PWM (Pulse Width Modulation) 制御

が示されています。この問題も、解き方を覚えておきましょう。

  • (2) 機械・制御

    代表的な機械電子制御について,基本的な動作原理を理解する。

    用語例

    オープンループ制御,クローズドループ制御,シーケンス制御,フィードバック制御, PWM (Pulse Width Modulation) 制御

解説

この問題は、 PWM 制御のことを知らなくても、言葉の意味と選択肢から、正解を詳しく選べます。

PWM の Pulse は、人間の心臓の鼓動のように脈を打つ電気信号のことです。Width は幅という意味で、 Modulation は変調という意味です。変調が何であるかがわからなくても、電気信号の幅で制御することだ、ということが何となくわかるでしょう。

それでは、選択肢を見てみましょう。

電気信号の幅が変わっているのは、選択肢イだけです。選択肢イを選んでください。それで、正解です。

解答

 

このように、見たことがない問題に遭遇したら、言葉の意味と選択肢をヒントにすれば、正解が選べる場合がよくあります。
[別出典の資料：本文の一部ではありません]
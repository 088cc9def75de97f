//! Plain-text rendering of the client screens

use chrono::{DateTime, Utc};

use super::session::ClientSession;
use super::view::{DisplayedMessage, Screen};
use crate::utils::from_now;

/// Render the current screen as lines, `width` columns wide
pub fn render(session: &ClientSession, width: usize, now: DateTime<Utc>) -> Vec<String> {
    let view = session.view();
    match view.screen() {
        Screen::Landing => vec![
            String::new(),
            "  Welcome to Real-Time Chat 💬".to_string(),
            String::new(),
            "  Experience live messaging with instant feedback.".to_string(),
            String::new(),
            "  Press Enter to join, Esc to quit.".to_string(),
        ],
        Screen::NameEntry => vec![
            String::new(),
            "  Join the Chat".to_string(),
            "  Enter your name to get started".to_string(),
            String::new(),
            format!("  Your Name: {}", session.input()),
        ],
        Screen::Chat => {
            let mut lines = vec![
                "💬 Realtime Chat".to_string(),
                right_align(&format!("Connected Clients: {}", view.clients_total()), width),
                "-".repeat(width),
            ];
            for msg in view.messages() {
                lines.extend(render_message(msg, width, now));
            }
            if !view.feedback().is_empty() {
                lines.push(view.feedback().to_string());
            }
            lines.push("-".repeat(width));
            lines.push(format!("> {}", session.input()));
            lines
        }
    }
}

fn render_message(msg: &DisplayedMessage, width: usize, now: DateTime<Utc>) -> [String; 2] {
    let body = msg.message.message.clone();
    let meta = format!(
        "{} • {}",
        msg.message.name,
        from_now(msg.message.date_time, now)
    );
    if msg.is_own {
        [right_align(&body, width), right_align(&meta, width)]
    } else {
        [body, format!("  {}", meta)]
    }
}

fn right_align(text: &str, width: usize) -> String {
    let len = text.chars().count();
    if len >= width {
        text.to_string()
    } else {
        format!("{}{}", " ".repeat(width - len), text)
    }
}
わからない! と決めつけずに、ジタバタすることが大事です。

ジタバタするとは、すぐにあきらめずに、自分の知識を総動員して何とかすることです。ほとんどの場合、何とかなります。

以上、試験対策講座の講師として、誠に勝手ながら、試験問題の講評をさせていただきました。
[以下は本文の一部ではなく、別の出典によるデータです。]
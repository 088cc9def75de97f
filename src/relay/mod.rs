//! Relay - connection set and fan-out
//!
//! Tracks open connections and broadcasts the three relay events:
//!
//! - `clients-total` to everyone after each connect and disconnect
//! - `chat-message` to everyone except the sender of a `message`
//! - `feedback` to everyone except its sender
//!
//! Payloads are forwarded verbatim; nothing is stored.

mod registry;

use serde_json::value::RawValue;
use tokio::sync::mpsc;
use tracing::{debug, info};

pub use registry::{ConnectionId, ConnectionRegistry, Outbox};

use crate::types::{ClientEvent, ServerEvent};

/// Receiving half of a connection's outbound queue
pub type Inbox = mpsc::UnboundedReceiver<ServerEvent>;

/// In-memory broadcast relay
#[derive(Default)]
pub struct Relay {
    registry: ConnectionRegistry,
}

impl Relay {
    pub fn new() -> Self {
        Self {
            registry: ConnectionRegistry::new(),
        }
    }

    /// Register a new connection and announce the new total to everyone
    pub fn connect(&self) -> (ConnectionId, Inbox) {
        let id = ConnectionId::new();
        let (tx, rx) = mpsc::unbounded_channel();

        let mut conns = self.registry.lock();
        conns.insert(id, tx);
        let total = conns.len();
        conns.send_all(&ServerEvent::ClientsTotal(total));
        drop(conns);

        info!(connection_id = %id, clients_total = total, "client connected");
        (id, rx)
    }

    /// Remove a connection and announce the new total to those remaining
    ///
    /// Returns false when the connection was already removed, in which case
    /// nothing is broadcast.
    pub fn disconnect(&self, id: &ConnectionId) -> bool {
        let mut conns = self.registry.lock();
        if !conns.remove(id) {
            return false;
        }
        let total = conns.len();
        conns.send_all(&ServerEvent::ClientsTotal(total));
        drop(conns);

        info!(connection_id = %id, clients_total = total, "client disconnected");
        true
    }

    /// Relay a chat message to every other connection as `chat-message`
    pub fn message(&self, sender: &ConnectionId, payload: Box<RawValue>) -> usize {
        self.fan_out(sender, ServerEvent::ChatMessage(payload))
    }

    /// Relay a typing indicator to every other connection
    pub fn feedback(&self, sender: &ConnectionId, payload: Box<RawValue>) -> usize {
        self.fan_out(sender, ServerEvent::Feedback(payload))
    }

    /// Dispatch a decoded client event
    pub fn handle(&self, sender: &ConnectionId, event: ClientEvent) -> usize {
        match event {
            ClientEvent::Message(payload) => self.message(sender, payload),
            ClientEvent::Feedback(payload) => self.feedback(sender, payload),
        }
    }

    /// Number of currently open connections
    pub fn clients_total(&self) -> usize {
        self.registry.len()
    }

    fn fan_out(&self, sender: &ConnectionId, event: ServerEvent) -> usize {
        let delivered = self.registry.lock().send_except(sender, &event);
        debug!(sender_id = %sender, event = event.name(), delivered, "relayed event");
        delivered
    }
}

#[cfg(test)]
mod tests {
    use super::*;

    fn raw(json: &str) -> Box<RawValue> {
        RawValue::from_string(json.to_string()).unwrap()
    }

    fn drain_totals(inbox: &mut Inbox) -> Vec<usize> {
        let mut totals = Vec::new();
        while let Ok(event) = inbox.try_recv() {
            if let ServerEvent::ClientsTotal(n) = event {
                totals.push(n);
            }
        }
        totals
    }

    #[test]
    fn test_sequential_connects_announce_totals() {
        let relay = Relay::new();

        let (_a, mut inbox_a) = relay.connect();
        let (_b, mut inbox_b) = relay.connect();
        let (_c, mut inbox_c) = relay.connect();

        assert_eq!(drain_totals(&mut inbox_a), vec![1, 2, 3]);
        assert_eq!(drain_totals(&mut inbox_b), vec![2, 3]);
        assert_eq!(drain_totals(&mut inbox_c), vec![3]);
    }

    #[test]
    fn test_disconnect_announces_to_remaining() {
        let relay = Relay::new();
        let (_a, mut inbox_a) = relay.connect();
        let (_b, mut inbox_b) = relay.connect();
        let (c, mut inbox_c) = relay.connect();
        drain_totals(&mut inbox_a);
        drain_totals(&mut inbox_b);
        drain_totals(&mut inbox_c);

        assert!(relay.disconnect(&c));

        assert_eq!(drain_totals(&mut inbox_a), vec![2]);
        assert_eq!(drain_totals(&mut inbox_b), vec![2]);
        assert!(drain_totals(&mut inbox_c).is_empty());
        assert_eq!(relay.clients_total(), 2);
    }

    #[test]
    fn test_double_disconnect_has_no_effect() {
        let relay = Relay::new();
        let (a, _inbox_a) = relay.connect();
        let (_b, mut inbox_b) = relay.connect();

        assert!(relay.disconnect(&a));
        drain_totals(&mut inbox_b);

        assert!(!relay.disconnect(&a));
        assert!(drain_totals(&mut inbox_b).is_empty());
        assert_eq!(relay.clients_total(), 1);
    }

    #[test]
    fn test_message_is_not_echoed_to_sender() {
        let relay = Relay::new();
        let (a, mut inbox_a) = relay.connect();
        let (_b, mut inbox_b) = relay.connect();
        let (_c, mut inbox_c) = relay.connect();
        for inbox in [&mut inbox_a, &mut inbox_b, &mut inbox_c] {
            drain_totals(inbox);
        }

        let payload = r#"{"name":"Bob","message":"hi","dateTime":"2024-05-01T10:00:00.000Z"}"#;
        let delivered = relay.message(&a, raw(payload));

        assert_eq!(delivered, 2);
        for inbox in [&mut inbox_b, &mut inbox_c] {
            match inbox.try_recv() {
                Ok(ServerEvent::ChatMessage(got)) => assert_eq!(got.get(), payload),
                other => panic!("expected chat-message, got {:?}", other),
            }
        }
        assert!(inbox_a.try_recv().is_err());
    }

    #[test]
    fn test_feedback_fans_out_except_sender() {
        let relay = Relay::new();
        let (_a, mut inbox_a) = relay.connect();
        let (b, mut inbox_b) = relay.connect();
        drain_totals(&mut inbox_a);
        drain_totals(&mut inbox_b);

        let delivered = relay.handle(&b, ClientEvent::Feedback(raw(r#"{"feedback":"typing"}"#)));

        assert_eq!(delivered, 1);
        assert!(matches!(inbox_a.try_recv(), Ok(ServerEvent::Feedback(p)) if p.get() == r#"{"feedback":"typing"}"#));
        assert!(inbox_b.try_recv().is_err());
    }

    #[test]
    fn test_lone_client_message_reaches_nobody() {
        let relay = Relay::new();
        let (a, mut inbox_a) = relay.connect();
        drain_totals(&mut inbox_a);

        assert_eq!(relay.message(&a, raw("\"hello\"")), 0);
        assert!(inbox_a.try_recv().is_err());
    }
}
今後の午前免除試験でも、他の試験の過去問題が数多く出ることが予想されますが、そのために他の試験を練習するというわけにもいかないでしょう。これまで通りに、 平成 21 年度 春期以降の基本情報技術者試験の過去問題を練習してください。

ただし、これまで以上に、学習目標を高く設定してください。そうすれば、必ず良い結果が得られるはずです!